Only the lines from the beginning of the data below through the line containing "pub mod logger;" belong in the response, each copied exactly.

━━━ Extracted data

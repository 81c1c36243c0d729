//! Time and number formatting for widgets.

use std::fmt::Display;

use chrono::{DateTime, Local, TimeZone, Utc};

/// Formats epoch seconds as local wall-clock `HH:MM:SS` (24 hour).
pub fn format_epoch_time(epoch_secs: f64) -> String {
    format_epoch_time_in(&Local, epoch_secs)
}

/// Formats epoch seconds as `HH:MM:SS` in the given zone.
///
/// Returns an empty string for values chrono cannot represent (NaN, far out of range).
pub fn format_epoch_time_in<Tz>(tz: &Tz, epoch_secs: f64) -> String
where
    Tz: TimeZone,
    Tz::Offset: Display,
{
    match to_utc(epoch_secs) {
        Some(utc) => utc.with_timezone(tz).format("%H:%M:%S").to_string(),
        None => String::new(),
    }
}

/// Formats the clock face, e.g. `Oct 19, 14:03:22`.
pub fn format_clock<Tz>(now: &DateTime<Tz>) -> String
where
    Tz: TimeZone,
    Tz::Offset: Display,
{
    now.format("%b %-d, %H:%M:%S").to_string()
}

/// Parses epoch seconds into UTC, keeping millisecond precision.
pub fn to_utc(epoch_secs: f64) -> Option<DateTime<Utc>> {
    if !epoch_secs.is_finite() {
        return None;
    }
    let millis = (epoch_secs * 1000.0).floor();
    if millis.abs() > i64::MAX as f64 {
        return None;
    }
    DateTime::from_timestamp_millis(millis as i64)
}

/// Groups a counter with `,` every three digits: `1234567` -> `1,234,567`.
pub fn group_thousands(value: u64) -> String {
    let digits = value.to_string();
    let mut out = String::with_capacity(digits.len() + digits.len() / 3);
    for (i, c) in digits.chars().enumerate() {
        if i > 0 && (digits.len() - i) % 3 == 0 {
            out.push(',');
        }
        out.push(c);
    }
    out
}
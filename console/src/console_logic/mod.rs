pub mod commands;
pub mod config;
pub mod logger;
pub mod terminal;
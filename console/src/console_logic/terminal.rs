//! Line-oriented terminal rendering of dashboard widgets.

use std::io::{self, Write};

use lib_dashboard::dashboard::views::{RankingView, MISSING_CELL};
use lib_dashboard::{Renderer, ViewModel, WidgetId};

/// Rows shown for the long tables.
const TABLE_ROWS: usize = 10;

/// Writes every widget draw as a block of text lines.
///
/// Clock ticks only update the header; printing one every second would bury
/// everything else.
pub struct TerminalRenderer<W: Write + Send> {
    out: W,
    clock: String,
}

impl TerminalRenderer<io::Stdout> {
    pub fn stdout() -> Self {
        Self::new(io::stdout())
    }
}

impl<W: Write + Send> TerminalRenderer<W> {
    pub fn new(out: W) -> Self {
        Self {
            out,
            clock: String::new(),
        }
    }

    pub fn into_inner(self) -> W {
        self.out
    }
}

impl<W: Write + Send> Renderer for TerminalRenderer<W> {
    fn draw(&mut self, widget: WidgetId, view: &ViewModel) {
        if let ViewModel::Clock(clock) = view {
            self.clock = clock.clone();
            return;
        }
        let lines = render_lines(widget, view);
        if lines.is_empty() {
            return;
        }
        let result = (|| -> io::Result<()> {
            writeln!(self.out, "== {:?} [{}] ==", widget, self.clock)?;
            for line in &lines {
                writeln!(self.out, "  {}", line)?;
            }
            self.out.flush()
        })();
        if let Err(e) = result {
            log::error!("Terminal write failed for {:?}: {}", widget, e);
        }
    }
}

fn ranking_lines(view: &RankingView) -> Vec<String> {
    view.entries.iter().map(|e| format!("{:<24} {}", e.label, e.count)).collect()
}

/// Text rendering of one widget.
pub fn render_lines(_widget: WidgetId, view: &ViewModel) -> Vec<String> {
    match view {
        ViewModel::Stats(s) => vec![format!(
            "events {} | critical {} | high {} | sources {} | alerts {} | failed logins {} | intel {}",
            s.total, s.critical, s.high, s.sources, s.alerts, s.logins, s.intel
        )],
        ViewModel::Timeline(t) => t
            .labels
            .iter()
            .enumerate()
            .map(|(i, label)| {
                format!(
                    "{} C:{} H:{} M:{} L:{}",
                    label,
                    t.critical.get(i).copied().unwrap_or(0),
                    t.high.get(i).copied().unwrap_or(0),
                    t.medium.get(i).copied().unwrap_or(0),
                    t.low.get(i).copied().unwrap_or(0)
                )
            })
            .collect(),
        ViewModel::Severity(s) => vec![format!(
            "critical {} | high {} | medium {} | low {}",
            s.values[0], s.values[1], s.values[2], s.values[3]
        )],
        ViewModel::EventFeed(feed) => feed
            .lines
            .iter()
            .take(TABLE_ROWS)
            .map(|l| {
                format!(
                    "{} {:<8} {:<15} {}{}",
                    l.time,
                    l.severity,
                    l.source_ip,
                    l.message,
                    if l.flagged { " [intel]" } else { "" }
                )
            })
            .collect(),
        ViewModel::Ranking(r) => ranking_lines(r),
        ViewModel::Sources(rows) => rows
            .iter()
            .take(TABLE_ROWS)
            .map(|r| format!("{:<15} {} {} total {} high {}", r.source_ip, r.country, r.city, r.total, r.high_sev))
            .collect(),
        ViewModel::Alerts(a) => {
            let mut lines = vec![format!("{} unacknowledged", a.badge)];
            lines.extend(a.rows.iter().take(TABLE_ROWS).map(|r| {
                format!(
                    "#{} {} {:<8} {} {} ({} events, {}){}",
                    r.id,
                    r.time,
                    r.severity,
                    r.alert_type,
                    r.source_ip,
                    r.event_count,
                    r.technique,
                    if r.acknowledged { " ack" } else { "" }
                )
            }));
            lines
        }
        ViewModel::Logins(rows) => rows
            .iter()
            .take(TABLE_ROWS)
            .map(|r| format!("{:<15} {:<12} {} attempts {}", r.source_ip, r.username, r.attempts, r.location))
            .collect(),
        ViewModel::Mitre(m) => match m.placeholder {
            Some(text) => vec![text.to_string()],
            None => m
                .cards
                .iter()
                .map(|c| format!("{} {} x{}", c.technique, c.tactic, c.count))
                .collect(),
        },
        ViewModel::Intel(i) => match i.placeholder {
            Some(text) => vec![text.to_string()],
            None => i
                .rows
                .iter()
                .map(|r| format!("{:<15} {} hits {} last {}", r.ip, r.threat_type, r.hit_count, r.last_seen))
                .collect(),
        },
        ViewModel::Geo(g) => g
            .markers
            .iter()
            .take(TABLE_ROWS)
            .map(|m| format!("({:.2}, {:.2}) r={:.0} {:?}", m.lat, m.lng, m.radius, m.tier))
            .collect(),
        ViewModel::Connection(c) => vec![format!("live channel {}", c.label())],
        ViewModel::Clock(c) => vec![if c.is_empty() { MISSING_CELL.to_string() } else { c.clone() }],
    }
}

#[cfg(test)]
mod tests {
    use super::*;
    use lib_dashboard::dashboard::model::{CountMap, Stats};
    use lib_dashboard::dashboard::views::{event_type_ranking, mitre_view, stats_view};
    use lib_dashboard::Connectivity;

    #[test]
    fn test_stats_line_uses_separators() {
        let view = ViewModel::Stats(stats_view(&Stats { total_events: 12345, ..Default::default() }));
        let lines = render_lines(WidgetId::Stats, &view);
        assert!(lines[0].starts_with("events 12,345 |"));
    }

    #[test]
    fn test_ranking_lines_follow_view_order() {
        let counts = CountMap::from_pairs(vec![("port_scan", 3), ("auth_failure", 9)]);
        let lines = render_lines(WidgetId::EventTypes, &ViewModel::Ranking(event_type_ranking(&counts)));
        assert!(lines[0].starts_with("auth failure"));
        assert!(lines[1].starts_with("port scan"));
    }

    #[test]
    fn test_placeholder_is_shown() {
        let lines = render_lines(WidgetId::Mitre, &ViewModel::Mitre(mitre_view(&[])));
        assert_eq!(lines, vec!["Waiting for correlated events...".to_string()]);
    }

    #[test]
    fn test_clock_only_updates_header() {
        let mut r = TerminalRenderer::new(Vec::new());
        r.draw(WidgetId::Clock, &ViewModel::Clock("Jan 2, 03:04:05".into()));
        r.draw(WidgetId::Connection, &ViewModel::Connection(Connectivity::Live));
        let text = String::from_utf8(r.into_inner()).unwrap();
        assert_eq!(text, "== Connection [Jan 2, 03:04:05] ==\n  live channel LIVE\n");
    }
}
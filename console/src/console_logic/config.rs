use clap::Parser;
use serde::{Deserialize, Serialize};
use std::fs;
use std::path::{Path, PathBuf};

use lib_dashboard::configs::TOKEN_ENV;
use lib_dashboard::{DashboardSettings, FilterControls};

#[derive(Parser, Deserialize, Serialize, Debug, Clone, Default, PartialEq)]
#[clap(about = "Terminal client for the SIEM security dashboard", version)]
#[serde(default, rename_all = "camelCase")]
pub struct Config {
    #[clap(long, env = "SIEM_CONFIG_PATH", help = "Path to the JSON configuration file.")]
    pub config_path: Option<PathBuf>,

    #[clap(long, env = "SIEM_BASE_URL", help = "Base URL of the dashboard REST API.")]
    pub base_url: Option<String>,

    #[clap(long, env = "SIEM_SOCKET_URL", help = "Base URL of the live channel when it differs from the API.")]
    pub socket_url: Option<String>,

    #[clap(long, env = TOKEN_ENV, hide_env_values = true, help = "API token sent with every request.")]
    pub api_token: Option<String>,

    #[clap(long, env = "SIEM_LOG_DIR", help = "Directory for log files.")]
    pub log_dir: Option<PathBuf>,

    #[clap(long, env = "SIEM_LOG_LEVEL", help = "Logging level (trace, debug, info, warn, error).")]
    pub log_level: Option<String>,

    #[clap(long, env = "SIEM_REFRESH_INTERVAL_MS", help = "Milliseconds between full snapshot polls.")]
    pub refresh_interval_ms: Option<u64>,

    #[clap(long, env = "SIEM_CLOCK_INTERVAL_MS", help = "Milliseconds between clock redraws.")]
    pub clock_interval_ms: Option<u64>,

    #[clap(long, env = "SIEM_EVENTS_LIMIT", help = "Number of recent events requested per poll.")]
    pub events_limit: Option<u32>,

    #[clap(long, env = "SIEM_REQUEST_TIMEOUT_MS", help = "Per-request HTTP timeout in milliseconds.")]
    pub request_timeout_ms: Option<u64>,

    #[clap(long, env = "SIEM_HTTP_RETRIES", help = "Retries for transient HTTP failures.")]
    pub http_retries: Option<u32>,

    #[clap(long, env = "SIEM_RECONNECT_DELAY_MS", help = "Delay in milliseconds before reconnecting the live channel.")]
    pub reconnect_delay_ms: Option<u64>,

    #[clap(long, env = "SIEM_LIVE", help = "Subscribe to the live channel (true/false).")]
    pub live: Option<bool>,

    #[clap(long, env = "SIEM_TIME_RANGE", help = "Initial time range preset, e.g. 15m, 1h, 24h.")]
    pub time_range: Option<String>,

    #[clap(long, env = "SIEM_SEVERITY", help = "Initial severity filter.")]
    pub severity: Option<String>,

    #[clap(long, env = "SIEM_EVENT_TYPE", help = "Initial event type filter.")]
    pub event_type: Option<String>,

    #[clap(long, env = "SIEM_SOURCE_IP", help = "Initial source address filter.")]
    pub source_ip: Option<String>,
}

impl Config {
    // Merge two Config structs, where 'other' overrides 'self' for Some values
    fn merge(self, other: Config) -> Config {
        Config {
            config_path: other.config_path.or(self.config_path),
            base_url: other.base_url.or(self.base_url),
            socket_url: other.socket_url.or(self.socket_url),
            api_token: other.api_token.or(self.api_token),
            log_dir: other.log_dir.or(self.log_dir),
            log_level: other.log_level.or(self.log_level),
            refresh_interval_ms: other.refresh_interval_ms.or(self.refresh_interval_ms),
            clock_interval_ms: other.clock_interval_ms.or(self.clock_interval_ms),
            events_limit: other.events_limit.or(self.events_limit),
            request_timeout_ms: other.request_timeout_ms.or(self.request_timeout_ms),
            http_retries: other.http_retries.or(self.http_retries),
            reconnect_delay_ms: other.reconnect_delay_ms.or(self.reconnect_delay_ms),
            live: other.live.or(self.live),
            time_range: other.time_range.or(self.time_range),
            severity: other.severity.or(self.severity),
            event_type: other.event_type.or(self.event_type),
            source_ip: other.source_ip.or(self.source_ip),
        }
    }

    fn defaults() -> Config {
        let settings = DashboardSettings::default();
        Config {
            base_url: Some(settings.base_url),
            log_dir: Some(PathBuf::from("./logs")),
            log_level: Some("info".to_string()),
            refresh_interval_ms: Some(settings.refresh_interval_ms),
            clock_interval_ms: Some(settings.clock_interval_ms),
            events_limit: Some(settings.events_limit),
            request_timeout_ms: Some(settings.request_timeout_ms),
            http_retries: Some(settings.http_retries),
            reconnect_delay_ms: Some(settings.reconnect_delay_ms),
            live: Some(true),
            time_range: Some(settings.initial_filters.time_range),
            ..Default::default()
        }
    }

    pub fn log_dir(&self) -> PathBuf {
        self.log_dir.clone().unwrap_or_else(|| PathBuf::from("./logs"))
    }

    pub fn log_level(&self) -> &str {
        self.log_level.as_deref().unwrap_or("info")
    }

    pub fn live_enabled(&self) -> bool {
        self.live.unwrap_or(true)
    }

    /// Library settings for the merged configuration.
    pub fn to_settings(&self) -> DashboardSettings {
        let d = DashboardSettings::default();
        DashboardSettings {
            base_url: self.base_url.clone().unwrap_or(d.base_url),
            socket_url: self.socket_url.clone().filter(|s| !s.trim().is_empty()),
            api_token: self.api_token.clone().unwrap_or_default(),
            refresh_interval_ms: self.refresh_interval_ms.unwrap_or(d.refresh_interval_ms),
            clock_interval_ms: self.clock_interval_ms.unwrap_or(d.clock_interval_ms),
            events_limit: self.events_limit.unwrap_or(d.events_limit),
            request_timeout_ms: self.request_timeout_ms.unwrap_or(d.request_timeout_ms),
            http_retries: self.http_retries.unwrap_or(d.http_retries),
            reconnect_delay_ms: self.reconnect_delay_ms.unwrap_or(d.reconnect_delay_ms),
            initial_filters: FilterControls {
                time_range: self.time_range.clone().unwrap_or(d.initial_filters.time_range),
                severity: self.severity.clone().unwrap_or_default(),
                event_type: self.event_type.clone().unwrap_or_default(),
                source_ip: self.source_ip.clone().unwrap_or_default(),
                ..d.initial_filters
            },
        }
    }
}

/// Layers the config file (if any) and `cli` over the defaults.
fn resolve(cli: Config) -> Config {
    // 1. Load defaults
    let mut current_config = Config::defaults();

    // 2. Load from config file (siem_console.conf) if present.
    let config_file_path = cli
        .config_path
        .clone()
        .unwrap_or_else(|| PathBuf::from("siem_console.conf"));

    if let Some(file_config) = read_config_file(&config_file_path) {
        current_config = current_config.merge(file_config);
    }

    // 3. Override with environment variables and CLI arguments
    current_config.merge(cli)
}

fn read_config_file(path: &Path) -> Option<Config> {
    if !path.exists() {
        log::info!("Config file not found at {}. Using defaults and environment/CLI variables.", path.display());
        return None;
    }
    match fs::read_to_string(path) {
        Ok(config_str) => match serde_json::from_str::<Config>(&config_str) {
            Ok(file_config) => Some(file_config),
            Err(e) => {
                log::warn!("Failed to parse config file {}: {}. Falling back to other sources.", path.display(), e);
                None
            }
        },
        Err(e) => {
            log::warn!("Failed to read config file {}: {}. Falling back to other sources.", path.display(), e);
            None
        }
    }
}

pub fn load_config() -> Config {
    // clap::Parser handles both env vars and CLI args.
    resolve(Config::parse())
}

━━━━━━

● **Response to the exercise**
repository 81c1c36243c0d729
//! Time and number formatting for widgets.

use std::fmt::Display;

use chrono::{DateTime, Local, TimeZone, Utc};

/// Formats epoch seconds as local wall-clock `HH:MM:SS` (24 hour).
pub fn format_epoch_time(epoch_secs: f64) -> String {
    format_epoch_time_in(&Local, epoch_secs)
}

/// Formats epoch seconds as `HH:MM:SS` in the given zone.
///
/// Returns an empty string for values chrono cannot represent (NaN, far out of range).
pub fn format_epoch_time_in<Tz>(tz: &Tz, epoch_secs: f64) -> String
where
    Tz: TimeZone,
    Tz::Offset: Display,
{
    match to_utc(epoch_secs) {
        Some(utc) => utc.with_timezone(tz).format("%H:%M:%S").to_string(),
        None => String::new(),
    }
}

/// Formats the clock face, e.g. `Oct 19, 14:03:22`.
pub fn format_clock<Tz>(now: &DateTime<Tz>) -> String
where
    Tz: TimeZone,
    Tz::Offset: Display,
{
    now.format("%b %-d, %H:%M:%S").to_string()
}

/// Parses epoch seconds into UTC, keeping millisecond precision.
pub fn to_utc(epoch_secs: f64) -> Option<DateTime<Utc>> {
    if !epoch_secs.is_finite() {
        return None;
    }
    let millis = (epoch_secs * 1000.0).floor();
    if millis.abs() > i64::MAX as f64 {
        return None;
    }
    DateTime::from_timestamp_millis(millis as i64)
}

/// Groups a counter with `,` every three digits: `1234567` -> `1,234,567`.
pub fn group_thousands(value: u64) -> String {
    let digits = value.to_string();
    let mut out = String::with_capacity(digits.len() + digits.len() / 3);
    for (i, c) in digits.chars().enumerate() {
        if i > 0 && (digits.len() - i) % 3 == 0 {
            out.push(',');
        }
        out.push(c);
    }
    out
}
filename console/src/console_logic/mod.rs
pub mod commands;
pub mod config;
pub mod logger;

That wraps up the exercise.